**Material provided:**
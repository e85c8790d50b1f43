use ao_storage::{FileStorage, Formatter, Session, Storage, StorageConfig};
use chrono::{TimeZone, Utc};
use std::io::Write;
use std::path::Path;
use std::sync::atomic::{AtomicUsize, Ordering};
use std::sync::Arc;

/// Writes the session as one JSON line
pub struct LineFormatter;

impl Formatter for LineFormatter {
    fn format(&self, w: &mut dyn Write, session: &Session) -> anyhow::Result<()> {
        serde_json::to_writer(&mut *w, session)?;
        w.write_all(b"\n")?;
        Ok(())
    }

    fn extension(&self) -> &str {
        "jsonl"
    }
}

/// Writes a little text, then fails
pub struct FailingFormatter;

impl Formatter for FailingFormatter {
    fn format(&self, w: &mut dyn Write, _session: &Session) -> anyhow::Result<()> {
        w.write_all(b"half a document")?;
        anyhow::bail!("format error")
    }

    fn extension(&self) -> &str {
        "err"
    }
}

/// Plain-text formatter that counts its invocations
pub struct CountingFormatter {
    pub calls: Arc<AtomicUsize>,
}

impl Formatter for CountingFormatter {
    fn format(&self, w: &mut dyn Write, session: &Session) -> anyhow::Result<()> {
        self.calls.fetch_add(1, Ordering::SeqCst);
        writeln!(w, "{}", session.summary)?;
        Ok(())
    }

    fn extension(&self) -> &str {
        ".txt"
    }
}

pub fn sample_session(id: &str, summary: &str) -> Session {
    Session {
        id: id.to_string(),
        date: Utc.with_ymd_and_hms(2026, 2, 10, 14, 0, 0).unwrap(),
        summary: summary.to_string(),
        decisions: vec!["Chose JSONL over SQLite for simplicity".to_string()],
        knowledge: vec!["Append-only logs tolerate partial lines".to_string()],
        files_changed: vec!["crates/ao-storage/src/store.rs".to_string()],
        ..Default::default()
    }
}

/// Initialized store under `<dir>/.agents/ao`, without fsync
pub fn init_storage(dir: &Path) -> FileStorage {
    let storage = FileStorage::new(StorageConfig::under(dir).with_sync(false));
    storage.init().unwrap();
    storage
}

pub fn file_names(dir: &Path) -> Vec<String> {
    let mut names: Vec<String> = std::fs::read_dir(dir)
        .unwrap()
        .map(|e| e.unwrap().file_name().to_string_lossy().into_owned())
        .collect();
    names.sort();
    names
}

**Task objective:** Each line of the data in which the string "summary" appears needs to be copied.

**Worked solution:**
        writeln!(w, "{}", session.summary)?;
pub fn sample_session(id: &str, summary: &str) -> Session {
        summary: summary.to_string(),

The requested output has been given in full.